External DRAM connects to the chip using the Rambus XDR interface that operates at 3.2 GHz, and host data and control bus interfaces are based on the Rambus 6.4-GHz Flex I/O (formerly referred to as Redwood). There are two XDR memory interfaces, each consisting of 72 differential pairs, and the Flex I/O host bus interface containing 96 pin pairs. Between the DRAM and host data interfaces, the CELL processor has an aggregate I/O transfer capability of over 100 Gbytes/s.
To handle the high data transfer rates, the chip packs a lot of I/O and power and ground connections to ensure signal integrity-a total of 2965 C4-style "bumps" are used to connect the chip to a low-cost organic package that has about 1300 signal and power and ground contacts.
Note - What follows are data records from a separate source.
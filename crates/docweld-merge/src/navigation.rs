//! Navigation bar construction.
//!
//! The bar is a detached DOM fragment rebuilt for every page: link targets
//! depend on the page's depth in the tree, and the active link depends on
//! which mount the page lives under.

use docweld_dom::{Handle, append_child, create_element, create_text, set_attribute};
use docweld_search::SearchConfig;

use crate::source::{BrandImage, DocSource};
use crate::util::{relative_path, resolve_ref};

/// Everything the bar renders besides the page itself.
pub(crate) struct NavContext<'a> {
    pub sources: &'a [DocSource],
    pub brand: Option<&'a BrandImage>,
    pub search: Option<&'a SearchConfig>,
    pub pretty_urls: bool,
}

/// Build the `<nav>` fragment for the page at tree-relative path `page`.
///
/// Child order is fixed: brand anchor (when configured), one link per
/// source, the search widget (when search is enabled), then the collapse
/// toggle.
pub(crate) fn build_navigation(ctx: &NavContext<'_>, page: &str) -> Handle {
    let nav = create_element("nav", &[("class", "docweld-nav")]);

    if let Some(brand) = ctx.brand {
        let anchor = create_element(
            "a",
            &[
                ("class", "docweld-brand"),
                ("href", &resolve_ref(page, &brand.page_path)),
            ],
        );
        let img = create_element(
            "img",
            &[("src", &resolve_ref(page, &brand.image_path)), ("alt", "")],
        );
        append_child(&anchor, img);
        append_child(&nav, anchor);
    }

    let links = create_element("div", &[("class", "docweld-nav-links")]);
    for source in ctx.sources {
        let href = mount_href(page, &source.mount_path, ctx.pretty_urls);
        let anchor = create_element("a", &[("href", &href)]);
        if source.contains_page(page) {
            set_attribute(&anchor, "class", "active");
        }
        append_child(&anchor, create_text(&source.display_name));
        append_child(&links, anchor);
    }
    append_child(&nav, links);

    if let Some(search) = ctx.search {
        search.engine.render_widget(&nav);
    }

    let toggle = create_element(
        "button",
        &[
            ("class", "docweld-nav-toggle"),
            ("type", "button"),
            ("aria-label", "Toggle navigation"),
        ],
    );
    append_child(&toggle, create_text("\u{2630}"));
    append_child(&nav, toggle);

    nav
}

/// Href from a page to a source's landing page.
fn mount_href(page: &str, mount: &str, pretty_urls: bool) -> String {
    if pretty_urls {
        let href = relative_path(page, mount);
        if href.ends_with('/') { href } else { format!("{href}/") }
    } else {
        relative_path(page, &format!("{mount}/index.html"))
    }
}

#[cfg(test)]
mod tests {
    use std::rc::Rc;
    use std::sync::Arc;

    use docweld_dom::{get_attribute, is_element, text_content};
    use docweld_search::{JsonIndexEngine, SearchConfig};
    use pretty_assertions::assert_eq;

    use super::*;

    fn sources() -> Vec<DocSource> {
        vec![
            DocSource::new("/unused", "appliance", "Appliance"),
            DocSource::new("/unused", "cloud", "Cloud"),
        ]
    }

    fn class_of(node: &Handle) -> String {
        get_attribute(node, "class").unwrap_or_default()
    }

    #[test]
    fn orders_brand_links_widget_toggle() {
        let srcs = sources();
        let brand = BrandImage::new("appliance/index.html", "assets/logo.svg");
        let search = SearchConfig::new(vec!["appliance".to_owned()], Arc::new(JsonIndexEngine));
        let ctx = NavContext {
            sources: &srcs,
            brand: Some(&brand),
            search: Some(&search),
            pretty_urls: false,
        };

        let nav = build_navigation(&ctx, "appliance/index.html");

        let classes: Vec<String> = nav.children.borrow().iter().map(class_of).collect();
        assert_eq!(
            classes,
            vec!["docweld-brand", "docweld-nav-links", "docweld-search", "docweld-nav-toggle"]
        );
    }

    #[test]
    fn omits_brand_and_widget_when_unconfigured() {
        let srcs = sources();
        let ctx = NavContext {
            sources: &srcs,
            brand: None,
            search: None,
            pretty_urls: false,
        };

        let nav = build_navigation(&ctx, "appliance/index.html");

        let classes: Vec<String> = nav.children.borrow().iter().map(class_of).collect();
        assert_eq!(classes, vec!["docweld-nav-links", "docweld-nav-toggle"]);
    }

    #[test]
    fn marks_only_the_current_mount_active() {
        let srcs = sources();
        let ctx = NavContext {
            sources: &srcs,
            brand: None,
            search: None,
            pretty_urls: false,
        };

        let nav = build_navigation(&ctx, "cloud/guide/setup.html");

        let links = Rc::clone(&nav.children.borrow()[0]);
        let anchors = links.children.borrow();
        assert_eq!(class_of(&anchors[0]), "");
        assert_eq!(text_content(&anchors[0]), "Appliance");
        assert_eq!(class_of(&anchors[1]), "active");
        assert_eq!(text_content(&anchors[1]), "Cloud");
    }

    #[test]
    fn hrefs_climb_to_sibling_mounts() {
        let srcs = sources();
        let ctx = NavContext {
            sources: &srcs,
            brand: None,
            search: None,
            pretty_urls: false,
        };

        let nav = build_navigation(&ctx, "cloud/guide/setup.html");

        let links = Rc::clone(&nav.children.borrow()[0]);
        let anchors = links.children.borrow();
        assert_eq!(
            get_attribute(&anchors[0], "href").unwrap(),
            "../../appliance/index.html"
        );
        assert_eq!(get_attribute(&anchors[1], "href").unwrap(), "../index.html");
    }

    #[test]
    fn pretty_urls_use_directory_hrefs() {
        let srcs = sources();
        let ctx = NavContext {
            sources: &srcs,
            brand: None,
            search: None,
            pretty_urls: true,
        };

        let nav = build_navigation(&ctx, "appliance/index.html");

        let links = Rc::clone(&nav.children.borrow()[0]);
        let anchors = links.children.borrow();
        assert_eq!(get_attribute(&anchors[0], "href").unwrap(), "./");
        assert_eq!(get_attribute(&anchors[1], "href").unwrap(), "../cloud/");
    }

    #[test]
    fn brand_paths_are_rewritten_per_page() {
        let srcs = sources();
        let brand = BrandImage::new("appliance/index.html", "assets/logo.svg");
        let ctx = NavContext {
            sources: &srcs,
            brand: Some(&brand),
            search: None,
            pretty_urls: false,
        };

        let nav = build_navigation(&ctx, "cloud/guide/setup.html");

        let anchor = Rc::clone(&nav.children.borrow()[0]);
        assert!(is_element(&anchor, "a"));
        assert_eq!(
            get_attribute(&anchor, "href").unwrap(),
            "../../appliance/index.html"
        );
        let img = Rc::clone(&anchor.children.borrow()[0]);
        assert_eq!(get_attribute(&img, "src").unwrap(), "../../assets/logo.svg");
    }
}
The chip itself will be manufactured with a 90-nm partially-depleted silicon-on-insulator process employing about 234 million transistors interconnected with eight levels of copper metalization (Fig. 2). Total chip area is about 221 mm2. Extensive test capability is also included on the chip in the form of a block called the Pervasive unit that supports test, monitoring, and debug functions.
Each SPE consumes about 1 W when clocked at 2 GHz, 2 W at 3 GHz, and 4 W at 4 GHz. Including the eight SPEs, the PPE, and other logic, the CELL processor will dissipate close to 15 W at 2 GHz, about double that at 3 GHz, and perhaps double that again at 4 GHz.
Because of local heating caused by individual processing units, IBM designers applied local thermal sensing schemes and control mechanisms to achieve an aggressive low-cost thermal design. A linear sensor and 10 local digital thermal sensors are embedded in the CELL processor to provide warnings of any temperature increases and to trigger various thermal protection schemes.